§ Task to complete
Return the data that follows exactly. Include every line.

--------------------------------

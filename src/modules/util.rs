//! # Utility Modules
//!
//! Small sources and sinks used as pipeline endpoints in tests and simple
//! applications.

use crate::Item;
use crate::connector::ConnectorId;
use crate::graph::Graph;
use crate::module::{Module, ModuleHandle};

/// Inexhaustible source providing clones of a template item on every
/// request.
///
/// The output never throttles, so a pulling consumer is never starved —
/// useful as background traffic in tests and as keep-alive filler.
pub struct CloneSource<T> {
  /// The source's output; connect it to an active input.
  pub output: ConnectorId,
  template: T,
}

impl<T: Item + Clone> CloneSource<T> {
  /// Adds a `CloneSource` producing clones of `template` to the graph.
  pub fn attach(graph: &mut Graph<T>, name: &str, template: T) -> ModuleHandle<Self> {
    graph.add_module(name, |m| {
      let output = m.passive_output("output");
      m.no_route(output);
      Self { output, template }
    })
  }

  /// Replaces the template item.
  pub fn set_template(graph: &mut Graph<T>, this: ModuleHandle<Self>, template: T) {
    graph.module_mut(this).template = template;
  }
}

impl<T: Item + Clone> Module<T> for CloneSource<T> {
  fn on_request(&mut self, graph: &mut Graph<T>, connector: ConnectorId) {
    debug_assert_eq!(connector, self.output);
    graph.send(self.output, self.template.clone());
  }
}

/// Sink that accepts and drops everything pushed into it, never
/// throttling.
pub struct DiscardSink {
  /// The sink's input; connect an active output to it.
  pub input: ConnectorId,
}

impl DiscardSink {
  /// Adds a `DiscardSink` to the graph.
  pub fn attach<T: Item>(graph: &mut Graph<T>, name: &str) -> ModuleHandle<Self> {
    graph.add_module(name, |m| {
      let input = m.passive_input("input");
      m.no_route(input);
      Self { input }
    })
  }
}

impl<T: Item> Module<T> for DiscardSink {
  fn on_request(&mut self, graph: &mut Graph<T>, connector: ConnectorId) {
    debug_assert_eq!(connector, self.input);
    let _ = graph.read(self.input);
  }
}
//! # The Pipeline Graph
//!
//! [`Graph`] is the registry that owns every module, connector, route and
//! event of one pipeline, and the engine that moves items and throttle
//! notifications between them. It is an explicit value — construct as many
//! independent graphs as needed (one per test, one per application) — there
//! is no process-wide registry.
//!
//! The implementation is split by concern:
//!
//! - [`graph`](self) — registries, wiring (`connect`/`disconnect`), module
//!   storage and typed access;
//! - `transfer` — the data plane: `send`, `read`, `request` and the queue
//!   bookkeeping around them;
//! - `throttle` — the control plane: native/forwarded state transitions and
//!   route propagation;
//! - `execution` — dispatching module handlers, deferred initialization and
//!   the `run` loop.

mod execution;
#[allow(clippy::module_inception)]
mod graph;
mod throttle;
mod transfer;

pub use graph::{Graph, MAX_DISPATCH_DEPTH};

--------------------------------

§ Response
filename src/modules/util.rs
//! # Utility Modules
//!
//! Small sources and sinks used as pipeline endpoints in tests and simple
//! applications.

use crate::Item;
use crate::connector::ConnectorId;
use crate::graph::Graph;
use crate::module::{Module, ModuleHandle};

/// Inexhaustible source providing clones of a template item on every
/// request.
///
/// The output never throttles, so a pulling consumer is never starved —
/// useful as background traffic in tests and as keep-alive filler.
pub struct CloneSource<T> {
  /// The source's output; connect it to an active input.
  pub output: ConnectorId,
  template: T,
}

impl<T: Item + Clone> CloneSource<T> {
  /// Adds a `CloneSource` producing clones of `template` to the graph.
  pub fn attach(graph: &mut Graph<T>, name: &str, template: T) -> ModuleHandle<Self> {
    graph.add_module(name, |m| {
      let output = m.passive_output("output");
      m.no_route(output);
      Self { output, template }
    })
  }

  /// Replaces the template item.
  pub fn set_template(graph: &mut Graph<T>, this: ModuleHandle<Self>, template: T) {
    graph.module_mut(this).template = template;
  }
}

impl<T: Item + Clone> Module<T> for CloneSource<T> {
  fn on_request(&mut self, graph: &mut Graph<T>, connector: ConnectorId) {
    debug_assert_eq!(connector, self.output);
    graph.send(self.output, self.template.clone());
  }
}

/// Sink that accepts and drops everything pushed into it, never
/// throttling.
pub struct DiscardSink {
  /// The sink's input; connect an active output to it.
  pub input: ConnectorId,
}

impl DiscardSink {
  /// Adds a `DiscardSink` to the graph.
  pub fn attach<T: Item>(graph: &mut Graph<T>, name: &str) -> ModuleHandle<Self> {
    graph.add_module(name, |m| {
      let input = m.passive_input("input");
      m.no_route(input);
      Self { input }
    })
  }
}

impl<T: Item> Module<T> for DiscardSink {
  fn on_request(&mut self, graph: &mut Graph<T>, connector: ConnectorId) {
    debug_assert_eq!(connector, self.input);
    let _ = graph.read(self.input);
  }
}
//! # The Pipeline Graph
//!
//! [`Graph`] is the registry that owns every module, connector, route and
//! event of one pipeline, and the engine that moves items and throttle
//! notifications between them. It is an explicit value — construct as many
//! independent graphs as needed (one per test, one per application) — there
//! is no process-wide registry.
//!
//! The implementation is split by concern:
//!
//! - [`graph`](self) — registries, wiring (`connect`/`disconnect`), module
//!   storage and typed access;
//! - `transfer` — the data plane: `send`, `read`, `request` and the queue
//!   bookkeeping around them;
//! - `throttle` — the control plane: native/forwarded state transitions and
//!   route propagation;
//! - `execution` — dispatching module handlers, deferred initialization and
//!   the `run` loop.

mod execution;
#[allow(clippy::module_inception)]
mod graph;
mod throttle;
mod transfer;

pub use graph::{Graph, MAX_DISPATCH_DEPTH};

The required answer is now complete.